The recent research conducted by Professor Michalski and his international team discover a vast number of diverse volcanoes in the ancient crust of Mars.
'We have known for decades that Mars has volcanoes, but most of the recognised volcanoes correspond to large basaltic shield volcanoes similar to the ones that make up Hawaii,' he explains.
'In this work, we show that the ancient crust has many other types of volcanoes such as lava domes, stratovolcanoes, calderas and large shields of ash, not lava.
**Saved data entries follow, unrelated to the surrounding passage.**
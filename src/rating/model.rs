//! Rating model trait and factory
//!
//! This module defines the interface all rating algorithms implement: a
//! stateless transform from current ratings plus one match outcome to
//! updated ratings.

use crate::config::RatingConfig;
use crate::error::{RatingError, Result};
use crate::types::{Algorithm, MatchDecision, TeamRating};
use skillratings::Outcomes;

/// Trait for rating update algorithms
///
/// Implementations are stateless: the engine owns the rating state and calls
/// `rate` once per replayed match.
pub trait RatingModel: Send + Sync {
    /// Which algorithm family this model belongs to
    fn algorithm(&self) -> Algorithm;

    /// Rating assigned to a team before its first match
    fn initial_rating(&self) -> TeamRating;

    /// Apply one match outcome to the two participants' ratings
    ///
    /// Returns the updated (home, away) pair. Fails with `InvalidOutcome` if
    /// the inputs are malformed.
    fn rate(
        &self,
        home: &TeamRating,
        away: &TeamRating,
        decision: MatchDecision,
    ) -> Result<(TeamRating, TeamRating)>;

    /// Expected probability that the home side wins
    fn expected_score(&self, home: &TeamRating, away: &TeamRating) -> f64;

    /// Get current configuration as JSON
    fn config(&self) -> serde_json::Value;

    /// Update configuration from JSON
    fn update_config(&mut self, config: serde_json::Value) -> Result<()>;
}

/// Build the model for the given algorithm tag
///
/// Validates the relevant settings before constructing the variant.
pub fn build_model(algorithm: Algorithm, config: &RatingConfig) -> Result<Box<dyn RatingModel>> {
    match algorithm {
        Algorithm::Elo => Ok(Box::new(crate::rating::elo::EloModel::new(
            config.elo.clone(),
        )?)),
        Algorithm::OpenSkill => Ok(Box::new(crate::rating::weng_lin::WengLinModel::new(
            config.weng_lin.clone(),
        )?)),
    }
}

/// Map a match decision to the skillratings outcome, home perspective
pub(crate) fn to_outcome(decision: MatchDecision) -> Outcomes {
    match decision {
        MatchDecision::HomeWin => Outcomes::WIN,
        MatchDecision::AwayWin => Outcomes::LOSS,
        MatchDecision::Draw => Outcomes::DRAW,
    }
}

/// Reject non-finite rating inputs before handing them to skillratings
pub(crate) fn check_finite(home: &TeamRating, away: &TeamRating) -> Result<()> {
    for rating in [home, away] {
        if !rating.rating.is_finite() || !rating.uncertainty.is_finite() {
            return Err(RatingError::InvalidOutcome {
                reason: format!("non-finite rating state: {:?}", rating),
            }
            .into());
        }
    }
    Ok(())
}

#[cfg(test)]
mod tests {
    use super::*;

    #[test]
    fn test_factory_builds_both_variants() {
        let config = RatingConfig::default();

        let elo = build_model(Algorithm::Elo, &config).unwrap();
        assert_eq!(elo.algorithm(), Algorithm::Elo);
        assert_eq!(elo.initial_rating().rating, 1500.0);

        let openskill = build_model(Algorithm::OpenSkill, &config).unwrap();
        assert_eq!(openskill.algorithm(), Algorithm::OpenSkill);
        assert_eq!(openskill.initial_rating().rating, 25.0);
    }

    #[test]
    fn test_factory_rejects_invalid_settings() {
        let mut config = RatingConfig::default();
        config.elo.k_factor = -1.0;
        assert!(build_model(Algorithm::Elo, &config).is_err());

        let mut config = RatingConfig::default();
        config.weng_lin.uncertainty_tolerance = 0.0;
        assert!(build_model(Algorithm::OpenSkill, &config).is_err());
    }

    #[test]
    fn test_non_finite_ratings_rejected() {
        let good = TeamRating {
            rating: 1500.0,
            uncertainty: 0.0,
        };
        let bad = TeamRating {
            rating: f64::NAN,
            uncertainty: 0.0,
        };
        assert!(check_finite(&good, &good).is_ok());
        assert!(check_finite(&good, &bad).is_err());
    }
}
Further, most scientists see Mars as a planet composed of basalt, which has low silica content and represents little crustal evolution, but these volcanoes have high silica content which means they formed from a complex process of magma evolution not known before.'
The paper suggests that intense volcanism occurred on ancient Mars, causing the crust to collapse into the mantle, where the rocks re-melted, resulting in magmas that have high silica.
This tectonic process, called vertical tectonics, is hypothesised to have occurred on the ancient Earth, but rocks on Earth from that period (the Archean, more than 3 billion years ago) are highly modified by later geological activity, so we cannot see evidence for this process clearly on this planet.
Therefore, exploring other planets like Mars, which has volcanism but no plate tectonics, can help reveal the mysteries of early crustal recycling on both the Red Planet, and by analogy, on early Earth.
Professor Michalski concluded, 'Mars contains critical geological puzzle pieces that help us understand not only that planet, but the Earth as well.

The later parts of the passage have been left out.